While young and fast-growing companies have historically sought to raise fresh growth capital through an initial public offering, many are now eschewing the IPO market and instead seek the financial backing of a new crop of financiers known as business development companies (BDCs). 

BDCs are typically closed-end investment entities that focus on “middle market” companies with revenues between $10 million and $1 billion. Their business model can be quite advantageous: they earn income from high-interest loans and they also gain a chunk of equity through warrants and options.

Of course these BDCs can run into trouble if the capital markets seize up and they are left holding the bag with a portfolio of stuck investments. American Capital (ACAS), the nation’s largest BDC, saw its shares fall roughly 90% in 2008 as cash flow pressures mounted. These days, ACAS is back in good shape, as is the rest of the BDC universe. For example, the Wells Fargo Business Development Company Index has surged roughly 40 percent since the start of 2012.

BDCs are treated as regulated investment companies under the Investment Company Act of 1940, which means they get favorable tax treatment in return for distributing at least 90% of their taxable earnings to shareholders. As such, BDCs currently crank out dividend yields that range from the high single digits to the low double digits.

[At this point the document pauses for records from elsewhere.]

use std::time::Duration;

use async_trait::async_trait;
use quickdesk_core::error::{DeskError, Result};
use quickdesk_core::notify::{EmailMessage, Mailer};
use serde::Serialize;

/// Hands e-mails to an HTTP relay as JSON.
///
/// The relay receives `{"from", "to", "subject", "body"}` and is expected
/// to answer with a 2xx status once the message is accepted.
#[derive(Debug, Clone)]
pub struct WebhookMailer {
    client: reqwest::Client,
    url: String,
    from: String,
}

#[derive(Debug, Serialize)]
struct Outgoing<'a> {
    from: &'a str,
    to: &'a str,
    subject: &'a str,
    body: &'a str,
}

impl WebhookMailer {
    pub fn new(url: impl Into<String>, from: impl Into<String>) -> Result<Self> {
        let client = reqwest::Client::builder()
            .timeout(Duration::from_secs(10))
            .build()
            .map_err(|e| DeskError::Config(format!("Failed to build HTTP client: {}", e)))?;
        Ok(Self {
            client,
            url: url.into(),
            from: from.into(),
        })
    }
}

#[async_trait]
impl Mailer for WebhookMailer {
    async fn send(&self, message: &EmailMessage) -> Result<()> {
        let payload = Outgoing {
            from: &self.from,
            to: &message.to,
            subject: &message.subject,
            body: &message.body,
        };

        let response = self
            .client
            .post(&self.url)
            .json(&payload)
            .send()
            .await
            .map_err(|e| DeskError::Internal(format!("Mail relay unreachable: {}", e)))?;

        let status = response.status();
        if !status.is_success() {
            return Err(DeskError::Internal(format!(
                "Mail relay rejected message to {}: {}",
                message.to, status
            )));
        }

        tracing::debug!(to = %message.to, subject = %message.subject, "E-mail relayed");
        Ok(())
    }
}

#[cfg(test)]
mod tests {
    use super::*;

    #[test]
    fn test_payload_shape() {
        let payload = Outgoing {
            from: "QuickDesk <noreply@quickdesk.local>",
            to: "ana@example.com",
            subject: "Ticket Update",
            body: "Hello",
        };
        let json = serde_json::to_value(&payload).unwrap();
        assert_eq!(json["from"], "QuickDesk <noreply@quickdesk.local>");
        assert_eq!(json["to"], "ana@example.com");
        assert_eq!(json["subject"], "Ticket Update");
    }

    #[tokio::test]
    async fn test_unreachable_relay_is_an_error() {
        let mailer = WebhookMailer::new("http://127.0.0.1:9/mail", "noreply@quickdesk.local")
            .unwrap();
        let message = EmailMessage {
            to: "ana@example.com".into(),
            subject: "s".into(),
            body: "b".into(),
        };
        assert!(mailer.send(&message).await.is_err());
    }
}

At last count, there were more than 40 publicly traded BDCs in the U.S. ETF sponsors have taken note and have been moving into this space. 

The Market Vectors BDC Income ETF (BIZD) launched on February 11 and its BDC holdings are weighted in relation to their market values, according to Market Vectors product manager Brandon Rakszawski. American Capital and Ares Capital (ARCC) each comprise roughly 14 percent of the fund, while Prospect Capital (PSEC), Apollo Investment (AINV), and Fifth Street Finance (FSC) round out the top five.

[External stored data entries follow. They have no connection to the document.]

use chrono::{DateTime, Utc};
use serde::{Deserialize, Serialize};
use sqlx::FromRow;
use uuid::Uuid;

/// A comment on a ticket.
#[derive(Debug, Clone, PartialEq, Serialize, Deserialize, FromRow)]
pub struct Comment {
    pub id: Uuid,
    pub ticket_id: Uuid,
    pub author_id: Uuid,
    pub content: String,
    pub created_at: DateTime<Utc>,
}

/// A comment joined with its author, as rendered in the thread.
#[derive(Debug, Clone, PartialEq, Serialize, Deserialize, FromRow)]
pub struct CommentWithAuthor {
    #[sqlx(flatten)]
    #[serde(flatten)]
    pub comment: Comment,
    pub author_name: Option<String>,
    pub author_email: Option<String>,
}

BDC-focused ETFs bring broad-based diversification. For example, through its ownership stake in 25 BDCs, this ETF has indirect stakes in more than 500 companies across a range of industries.

Investors who read BIZD’s fact sheet will be floored when they see the fund’s gross expense ratio is 7.7 percent. This ETF is classified as “funds of funds,” but investors in BIZD actually pay just a 0.40 percent expense ratio. Rakszawski says Market Vectors is required to clearly state the average management fee of its holdings.

The yield on the BIZD is a sturdy 30-day SEC yield of 7.3 percent, and Rakszawski notes that when you consider BDCs take another 7 percent to 8 percent in annual fees, it’s clear that the BDC investing approach is capable of 15 percent annual returns on a pre-expense basis. 

And that highlights an irksome flaw for investors in the BDC space. Namely, the management teams are keeping roughly half of their hefty annual gains for themselves. So even if BIZD doesn’t ask you to cough up those stated expense ratios, it’s still roughly the amount that’s being skimmed off the top by BDC insiders.